Molecular Packing-Dependent Thermal Decomposition Pathways in 3,4-Dinitrofurazanfuroxan: Insights from SCC-DFTB Molecular Dynamics Simulations

Abstract

This work investigates the influence of molecular packing arrangements on the initial thermal decomposition mechanisms of 3,4-dinitrofurazanfuroxan (DNTF) using self-consistent charge density functional tight-binding (SCC-DFTB) molecular dynamics simulations. Ordered and disordered DNTF models were constructed and subjected to programmed heating (300~3000 K) and constant temperature heating conditions (2000 K, 2500 K, 3000 K). The ordered model exhibited diverse decomposition pathways, including nitro group dissociation (R5) and multiple N-O bond cleavages (R1–R4), while the disordered model predominantly followed the low-energy-barrier R1 pathway (central ring N-O cleavage).
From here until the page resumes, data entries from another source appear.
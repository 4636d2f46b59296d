//! Global configuration types for the cadence service.
//!
//! `GlobalConfig` represents the top-level `config.toml` that controls how
//! the API reaches the durable-execution substrate and how the worker runs
//! side effects. Every field has a default, so an empty file is valid.

use serde::{Deserialize, Serialize};

/// Top-level configuration.
///
/// Loaded from `~/.cadence/config.toml`. All fields have sensible defaults.
#[derive(Debug, Clone, Default, Serialize, Deserialize)]
pub struct GlobalConfig {
    #[serde(default)]
    pub substrate: SubstrateConfig,

    #[serde(default)]
    pub worker: WorkerConfig,

    #[serde(default)]
    pub telemetry: TelemetryConfig,
}

/// How the API server reaches the substrate.
#[derive(Debug, Clone, Copy, PartialEq, Eq, Serialize, Deserialize)]
#[serde(rename_all = "snake_case")]
pub enum SubstrateMode {
    /// Host the substrate inside the API process.
    Embedded,
    /// Talk to a `cadence worker` over HTTP.
    Remote,
}

/// Connection settings for the substrate.
#[derive(Debug, Clone, Serialize, Deserialize)]
pub struct SubstrateConfig {
    #[serde(default = "default_mode")]
    pub mode: SubstrateMode,

    /// Base URL of the worker (remote mode).
    #[serde(default = "default_address")]
    pub address: String,

    #[serde(default = "default_namespace")]
    pub namespace: String,

    #[serde(default = "default_task_queue")]
    pub task_queue: String,

    /// Delay between background reconnect attempts.
    #[serde(default = "default_reconnect_interval_secs")]
    pub reconnect_interval_secs: u64,

    /// Per-request timeout for remote calls.
    #[serde(default = "default_request_timeout_secs")]
    pub request_timeout_secs: u64,
}

fn default_mode() -> SubstrateMode {
    SubstrateMode::Remote
}

fn default_address() -> String {
    "http://127.0.0.1:7233".to_string()
}

fn default_namespace() -> String {
    "default".to_string()
}

fn default_task_queue() -> String {
    "cadence-task-queue".to_string()
}

fn default_reconnect_interval_secs() -> u64 {
    10
}

fn default_request_timeout_secs() -> u64 {
    10
}

impl Default for SubstrateConfig {
    fn default() -> Self {
        Self {
            mode: default_mode(),
            address: default_address(),
            namespace: default_namespace(),
            task_queue: default_task_queue(),
            reconnect_interval_secs: default_reconnect_interval_secs(),
            request_timeout_secs: default_request_timeout_secs(),
        }
    }
}

/// Settings for the process that hosts engine instances.
#[derive(Debug, Clone, Serialize, Deserialize)]
pub struct WorkerConfig {
    /// Attempts to open the journal before giving up.
    #[serde(default = "default_connect_max_attempts")]
    pub connect_max_attempts: u32,

    #[serde(default = "default_connect_retry_delay_secs")]
    pub connect_retry_delay_secs: u64,

    /// Start-to-close timeout for a single delivery attempt.
    #[serde(default = "default_send_timeout_secs")]
    pub send_timeout_secs: u64,

    #[serde(default = "default_send_max_attempts")]
    pub send_max_attempts: u32,

    /// Backoff before the second attempt; doubles after each failure.
    #[serde(default = "default_send_initial_backoff_ms")]
    pub send_initial_backoff_ms: u64,
}

fn default_connect_max_attempts() -> u32 {
    10
}

fn default_connect_retry_delay_secs() -> u64 {
    5
}

fn default_send_timeout_secs() -> u64 {
    30
}

fn default_send_max_attempts() -> u32 {
    3
}

fn default_send_initial_backoff_ms() -> u64 {
    1_000
}

impl Default for WorkerConfig {
    fn default() -> Self {
        Self {
            connect_max_attempts: default_connect_max_attempts(),
            connect_retry_delay_secs: default_connect_retry_delay_secs(),
            send_timeout_secs: default_send_timeout_secs(),
            send_max_attempts: default_send_max_attempts(),
            send_initial_backoff_ms: default_send_initial_backoff_ms(),
        }
    }
}

/// Tracing export settings.
#[derive(Debug, Clone, Default, Serialize, Deserialize)]
pub struct TelemetryConfig {
    /// Bridge spans to OpenTelemetry (stdout exporter).
    #[serde(default)]
    pub otel: bool,
}

#[cfg(test)]
mod tests {
    use super::*;

    #[test]
    fn test_global_config_default_values() {
        let config = GlobalConfig::default();
        assert_eq!(config.substrate.mode, SubstrateMode::Remote);
        assert_eq!(config.substrate.address, "http://127.0.0.1:7233");
        assert_eq!(config.substrate.namespace, "default");
        assert_eq!(config.substrate.task_queue, "cadence-task-queue");
        assert_eq!(config.substrate.reconnect_interval_secs, 10);
        assert_eq!(config.worker.connect_max_attempts, 10);
        assert_eq!(config.worker.send_timeout_secs, 30);
        assert!(!config.telemetry.otel);
    }

    #[test]
    fn test_global_config_deserialize_empty() {
        let config: GlobalConfig = toml::from_str("").unwrap();
        assert_eq!(config.substrate.task_queue, "cadence-task-queue");
        assert_eq!(config.worker.send_max_attempts, 3);
    }

    #[test]
    fn test_global_config_deserialize_with_values() {
        let toml_str = r#"
[substrate]
mode = "embedded"
namespace = "staging"
reconnect_interval_secs = 2

[worker]
send_max_attempts = 5

[telemetry]
otel = true
"#;
        let config: GlobalConfig = toml::from_str(toml_str).unwrap();
        assert_eq!(config.substrate.mode, SubstrateMode::Embedded);
        assert_eq!(config.substrate.namespace, "staging");
        assert_eq!(config.substrate.reconnect_interval_secs, 2);
        // Unspecified fields keep their defaults
        assert_eq!(config.substrate.address, "http://127.0.0.1:7233");
        assert_eq!(config.worker.send_max_attempts, 5);
        assert_eq!(config.worker.send_timeout_secs, 30);
        assert!(config.telemetry.otel);
    }
}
Potential energy analysis revealed higher energy peaks and faster decomposition kinetics in the ordered configuration. Fragment evolution profiles demonstrated distinct decomposition mechanisms: the disordered model favored furoxan ring-opening, whereas the ordered model preferentially decomposed nitrofurazan rings. Additionally, the disordered model exhibited earlier decomposition onset but slower kinetics compared to the ordered system. These findings highlight the critical role of molecular packing in modulating thermal stability and decomposition pathways, providing insights for optimizing the safety and performance of melt-cast explosives.